Transcribe the listing in full. Keep every line exactly as it stands.

..........

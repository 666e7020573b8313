use async_trait::async_trait;

use crate::store::{CollectionClient, Record, StoreError};

/// Shared surface for the typed collection clients.
///
/// Provides the operations whose shape is identical across collections
/// (`get`, `delete`) so each client only spells out its domain-specific
/// calls.
#[async_trait]
pub trait CollectionApi<T: Record>: Send + Sync {
    /// The collection-specific error type.
    type Error: From<String> + Send + Sync;

    /// Access the inner generic client.
    fn inner(&self) -> &CollectionClient<T>;

    /// Map store errors to the collection-specific error type.
    fn map_error(e: StoreError) -> Self::Error;

    /// Fetch a record by id.
    #[tracing::instrument(skip(self))]
    async fn get(&self, id: T::Id) -> Result<Option<T>, Self::Error> {
        tracing::debug!("Sending request");
        self.inner().get(id).await.map_err(Self::map_error)
    }

    /// Delete a record by id. Absent ids succeed.
    #[tracing::instrument(skip(self))]
    async fn delete(&self, id: T::Id) -> Result<(), Self::Error> {
        tracing::debug!("Sending request");
        self.inner().delete(id).await.map_err(Self::map_error)
    }
}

..........

## Task answer
repository 666e7020573b8313
use async_trait::async_trait;

use crate::store::{CollectionClient, Record, StoreError};

/// Shared surface for the typed collection clients.
///
/// Provides the operations whose shape is identical across collections
/// (`get`, `delete`) so each client only spells out its domain-specific
/// calls.
#[async_trait]
pub trait CollectionApi<T: Record>: Send + Sync {
    /// The collection-specific error type.
    type Error: From<String> + Send + Sync;

    /// Access the inner generic client.
    fn inner(&self) -> &CollectionClient<T>;

    /// Map store errors to the collection-specific error type.
    fn map_error(e: StoreError) -> Self::Error;

    /// Fetch a record by id.
    #[tracing::instrument(skip(self))]
    async fn get(&self, id: T::Id) -> Result<Option<T>, Self::Error> {
        tracing::debug!("Sending request");
        self.inner().get(id).await.map_err(Self::map_error)
    }

    /// Delete a record by id. Absent ids succeed.
    #[tracing::instrument(skip(self))]
    async fn delete(&self, id: T::Id) -> Result<(), Self::Error> {
        tracing::debug!("Sending request");
        self.inner().delete(id).await.map_err(Self::map_error)
    }
}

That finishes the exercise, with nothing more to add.